Unitarization effects in EFT predictions of WZ scattering at the LHC

Effective field theories are an incredibly powerful tool in order to study and understand the true nature of the symmetry breaking sector dynamics of the Standard Model. However, they can suffer from some theoretical problems such as that of unitarity violation. Nevertheless, to interpret experimental data correctly, a fully unitary prescription is needed. To this purpose, unitarization methods are addressed, but each of them leads to a different (unitary) prediction. Because of this, there is an inherent theoretical uncertainty in the determination of the effective field theory parameters due to the choice of one unitarization scheme. In this work, we quantify this uncertainty, assuming a strongly interacting electroweak symmetry breaking sector, described by the effective electroweak chiral Lagrangian.
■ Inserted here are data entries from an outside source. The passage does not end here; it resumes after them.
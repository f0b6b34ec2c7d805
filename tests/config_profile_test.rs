// ==========================================
// 饲料配方优化系统 - 配方方案 集成测试
// ==========================================

use feed_ration::catalog::Catalog;
use feed_ration::config::{
    ConfigError, ConfigManager, FormulationProfile, ProfileSource, Species, PROFILE_ENV_VAR,
};
use feed_ration::domain::{Category, ConfigurationError, Eligibility, RationPolicy};
use feed_ration::engine::RationOptimizer;
use tempfile::TempDir;

#[test]
fn test_profile_round_trip_and_optimize() {
    let dir = TempDir::new().unwrap();
    let manager = ConfigManager::with_path(dir.path().join("rabbit.json"));

    let profile = FormulationProfile {
        policy: RationPolicy::default()
            .with_cap(Category::Concentrate, 0.4)
            .with_protein_slack(3.0),
        ..FormulationProfile::preset(Species::Rabbit)
    };
    manager.save(&profile).unwrap();

    let (loaded, source) = manager.load().unwrap();
    assert_eq!(loaded, profile);
    assert!(matches!(source, ProfileSource::File(_)));

    let outcome = RationOptimizer::with_settings(loaded.settings.clone())
        .optimize(
            &Catalog::with_defaults(),
            &loaded.effective_targets(),
            Some(&loaded.policy),
        )
        .unwrap();
    let ration = outcome.ration().expect("兔用方案应可行");
    assert!(ration
        .lines()
        .iter()
        .filter(|l| l.category == Category::Concentrate)
        .all(|l| l.proportion <= 0.4 + 1e-6));
}

#[test]
fn test_env_var_selects_profile_file() {
    let dir = TempDir::new().unwrap();
    let path = dir.path().join("env-profile.json");
    std::fs::write(
        &path,
        r#"{"species":"poultry","policy":{"eligibility":{"mode":"fodder_only"}}}"#,
    )
    .unwrap();

    std::env::set_var(PROFILE_ENV_VAR, &path);
    let result = ConfigManager::new().load();
    std::env::remove_var(PROFILE_ENV_VAR);

    let (profile, source) = result.unwrap();
    assert_eq!(source, ProfileSource::File(path));
    assert_eq!(profile.species, Species::Poultry);
    assert_eq!(profile.policy.eligibility, Eligibility::FodderOnly);
    assert_eq!(profile.effective_targets(), Species::Poultry.default_targets());
}

#[test]
fn test_invalid_profile_is_rejected_before_optimizing() {
    let dir = TempDir::new().unwrap();
    let manager = ConfigManager::with_path(dir.path().join("bad.json"));

    let bad = FormulationProfile {
        policy: RationPolicy::default().with_cap(Category::Mineral, -0.1),
        ..FormulationProfile::default()
    };
    assert!(matches!(
        manager.save(&bad),
        Err(ConfigError::Invalid(ConfigurationError::InvalidCap { .. }))
    ));
    assert!(!dir.path().join("bad.json").exists());
}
We focus on the bosonic part of this effective Lagrangian and choose in particular the WZ scattering as our main vector boson scattering channel to study the sensitivity to new physics at the LHC. We study the different predictions of various well-known unitarization methods, considering the full coupled system of helicity amplitudes, and construct the 95% confidence level exclusion regions for the most relevant electroweak chiral Lagrangian parameters, given by the two anomalous quartic gauge couplings a4 and a5. This provides a consistent analysis of the different constraints on electroweak chiral Lagrangian parameters that can be achieved by using different unitarization methods in a combined way.